Light deprivation improves melatonin related suppression of hippocampal plasticity.

In early postnatal life, sensory inputs deeply influence development as well as function of the brain. Plasticity of synaptic transmission including its experimentally induced form, long-term potentiation (LTP), is affected by sensory deprivation in neocortex. This study is devoted to assess if dark rearing and a dark phase synthesized hormone melatonin influence LTP in the hippocampus, an area of brain involved in learning and memory. In vivo experiments were carried out on two groups of 45-days-old male Wistar rats kept in standard 12-h light/dark condition [light reared (LR) tested during the light phase] or in complete darkness [dark reared (DR)] since birth to testing. Each group, in turn, was divided to two, vehicle- and melatonin-treated, groups. Stimulating the Schaffer collaterals of CA3 area of hippocampus extracellular postsynaptic potentials (EPSPs) were recorded in the CA1 area. Having the stable baseline responses to the test pulses, the hippocampus was perfused by either vehicle or 2 microg melatonin and EPSPs were recorded for 30 min. Then, for induction of LTP, the tetanus was applied to the Schaffer collaterals and the field potentials were pooled for 120-min post-tetanus. The light deprivation resulted in a significant augmentation in the amplitude of baseline responses.

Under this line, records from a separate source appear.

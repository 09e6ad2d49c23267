use rustc_hash::{FxHashMap, FxHashSet};

use crate::model::{FilterOutcome, PostDescriptor};

/// Read-only snapshot the parse workers consult. It is assembled by the caller
/// before a load and frozen in an `Arc` once the feed's own post numbers have
/// been added, so every worker sees the same state.
#[derive(Debug, Clone, Default)]
pub struct ParseLookups {
    internal_ids: FxHashSet<u64>,
    saved: FxHashSet<PostDescriptor>,
    filtered: FxHashMap<PostDescriptor, FilterOutcome>,
}

impl ParseLookups {
    pub fn new() -> Self {
        Self::default()
    }

    pub fn with_internal_ids<I: IntoIterator<Item = u64>>(mut self, ids: I) -> Self {
        self.internal_ids.extend(ids);
        self
    }

    /// Marks a post as written by the user.
    pub fn with_saved(mut self, post: PostDescriptor) -> Self {
        self.saved.insert(post);
        self
    }

    pub fn with_filtered(mut self, post: PostDescriptor, outcome: FilterOutcome) -> Self {
        self.filtered.insert(post, outcome);
        self
    }

    pub(crate) fn extend_internal_ids<I: IntoIterator<Item = u64>>(&mut self, ids: I) {
        self.internal_ids.extend(ids);
    }

    /// Post numbers belonging to the thread being parsed.
    pub fn is_internal(&self, post_no: u64) -> bool {
        self.internal_ids.contains(&post_no)
    }

    pub fn is_saved(&self, post: &PostDescriptor) -> bool {
        self.saved.contains(post)
    }

    pub fn filter_outcome(&self, post: &PostDescriptor) -> Option<FilterOutcome> {
        self.filtered.get(post).copied()
    }
}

Also, we observed a melatonin-induced increase in amplitude of the baseline recordings in either LR or DR animals. Tetanic stimulation elicited LTP of EPSPs in both LR and DR groups, robustly in the former where it lasted for about 90 min. Generally, melatonin inhibited the production of LTP in the two groups especially in the LR animals leading to a noticeable depression. We concluded that higher level of neuronal activity in the DR rats gives rise to a lower level of LTP. Weaker effect of melatonin on blocking the potentiation of post-tetanus EPSPs in the DR rats may be the result of a desensitization of melatonin receptors due to chronically increased levels of this hormone in the visually deprived rats.